WHAT YOU HAVE TO DO: Go through the records below and copy out every line holding "struct".

***

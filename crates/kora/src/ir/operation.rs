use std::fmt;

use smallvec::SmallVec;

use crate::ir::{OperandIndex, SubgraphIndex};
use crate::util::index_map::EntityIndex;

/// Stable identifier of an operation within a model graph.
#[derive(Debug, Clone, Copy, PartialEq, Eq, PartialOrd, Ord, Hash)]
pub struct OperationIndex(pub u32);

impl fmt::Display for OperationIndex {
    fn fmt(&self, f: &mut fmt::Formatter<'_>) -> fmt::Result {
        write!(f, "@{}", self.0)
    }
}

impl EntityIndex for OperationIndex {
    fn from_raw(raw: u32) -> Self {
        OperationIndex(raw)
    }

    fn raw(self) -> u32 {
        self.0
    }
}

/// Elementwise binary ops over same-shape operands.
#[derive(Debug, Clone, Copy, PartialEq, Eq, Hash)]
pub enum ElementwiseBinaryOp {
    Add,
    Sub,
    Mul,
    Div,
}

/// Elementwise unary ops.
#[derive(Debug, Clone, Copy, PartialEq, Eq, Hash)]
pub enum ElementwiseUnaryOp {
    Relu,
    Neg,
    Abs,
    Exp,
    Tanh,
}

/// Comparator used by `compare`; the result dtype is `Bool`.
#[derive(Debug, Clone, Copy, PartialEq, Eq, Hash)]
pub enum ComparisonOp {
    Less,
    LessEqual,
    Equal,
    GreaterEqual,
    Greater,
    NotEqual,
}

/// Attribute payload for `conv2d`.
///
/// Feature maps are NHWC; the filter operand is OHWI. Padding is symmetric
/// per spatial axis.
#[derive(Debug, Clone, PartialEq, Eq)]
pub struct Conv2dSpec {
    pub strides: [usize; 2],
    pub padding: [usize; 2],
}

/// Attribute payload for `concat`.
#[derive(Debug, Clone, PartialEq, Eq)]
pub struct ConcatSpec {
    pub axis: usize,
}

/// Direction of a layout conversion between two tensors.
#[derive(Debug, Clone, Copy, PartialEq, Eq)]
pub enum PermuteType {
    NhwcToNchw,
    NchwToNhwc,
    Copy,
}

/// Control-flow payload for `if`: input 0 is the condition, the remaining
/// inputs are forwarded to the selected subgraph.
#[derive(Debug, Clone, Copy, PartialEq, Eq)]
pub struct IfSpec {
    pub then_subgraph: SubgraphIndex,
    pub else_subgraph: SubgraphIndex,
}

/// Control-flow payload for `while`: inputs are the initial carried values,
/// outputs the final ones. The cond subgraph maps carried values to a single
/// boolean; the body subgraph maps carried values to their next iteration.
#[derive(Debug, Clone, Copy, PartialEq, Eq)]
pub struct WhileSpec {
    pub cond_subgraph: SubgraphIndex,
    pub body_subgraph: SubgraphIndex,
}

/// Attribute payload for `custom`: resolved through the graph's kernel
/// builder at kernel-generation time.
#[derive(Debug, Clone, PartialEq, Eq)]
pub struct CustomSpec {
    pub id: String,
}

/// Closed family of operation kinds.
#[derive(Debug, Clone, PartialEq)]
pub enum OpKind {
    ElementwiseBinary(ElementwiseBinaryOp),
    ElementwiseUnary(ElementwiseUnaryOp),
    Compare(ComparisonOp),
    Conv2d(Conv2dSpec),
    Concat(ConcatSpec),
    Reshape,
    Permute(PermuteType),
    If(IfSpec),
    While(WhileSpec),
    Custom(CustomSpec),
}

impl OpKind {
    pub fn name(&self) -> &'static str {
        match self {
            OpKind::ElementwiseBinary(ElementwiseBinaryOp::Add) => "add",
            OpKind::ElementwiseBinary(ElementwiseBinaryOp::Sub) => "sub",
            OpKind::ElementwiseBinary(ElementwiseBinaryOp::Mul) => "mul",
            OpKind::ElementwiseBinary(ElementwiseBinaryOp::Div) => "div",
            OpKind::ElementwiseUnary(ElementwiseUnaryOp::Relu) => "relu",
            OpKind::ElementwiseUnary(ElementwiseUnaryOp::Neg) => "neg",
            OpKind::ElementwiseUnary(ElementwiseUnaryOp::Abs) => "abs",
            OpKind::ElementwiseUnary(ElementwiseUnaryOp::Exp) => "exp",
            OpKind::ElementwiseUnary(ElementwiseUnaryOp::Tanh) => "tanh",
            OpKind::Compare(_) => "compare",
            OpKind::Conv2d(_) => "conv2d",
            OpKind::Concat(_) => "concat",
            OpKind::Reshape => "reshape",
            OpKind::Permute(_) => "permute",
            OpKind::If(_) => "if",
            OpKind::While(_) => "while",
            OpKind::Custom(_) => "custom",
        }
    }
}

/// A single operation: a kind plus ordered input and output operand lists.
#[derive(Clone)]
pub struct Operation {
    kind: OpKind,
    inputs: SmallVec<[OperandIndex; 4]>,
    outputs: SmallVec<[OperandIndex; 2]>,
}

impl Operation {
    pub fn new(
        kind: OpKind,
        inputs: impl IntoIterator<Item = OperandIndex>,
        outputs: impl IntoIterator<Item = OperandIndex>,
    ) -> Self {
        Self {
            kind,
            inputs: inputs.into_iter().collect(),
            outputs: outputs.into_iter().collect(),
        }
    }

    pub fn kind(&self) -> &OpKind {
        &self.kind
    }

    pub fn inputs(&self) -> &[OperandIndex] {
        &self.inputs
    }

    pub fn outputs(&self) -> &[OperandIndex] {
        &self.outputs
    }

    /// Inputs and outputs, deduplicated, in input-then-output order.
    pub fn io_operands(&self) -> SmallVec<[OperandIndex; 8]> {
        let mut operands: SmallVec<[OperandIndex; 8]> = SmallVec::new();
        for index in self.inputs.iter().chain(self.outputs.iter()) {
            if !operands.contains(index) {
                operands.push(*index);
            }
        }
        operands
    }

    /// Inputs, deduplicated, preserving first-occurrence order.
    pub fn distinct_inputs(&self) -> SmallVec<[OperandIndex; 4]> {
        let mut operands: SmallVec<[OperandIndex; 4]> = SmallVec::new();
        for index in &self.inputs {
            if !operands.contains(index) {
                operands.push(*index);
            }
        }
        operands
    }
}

***

FINAL ANSWER:
pub struct OperationIndex(pub u32);
pub struct Conv2dSpec {
pub struct ConcatSpec {
pub struct IfSpec {
pub struct WhileSpec {
pub struct CustomSpec {
pub struct Operation {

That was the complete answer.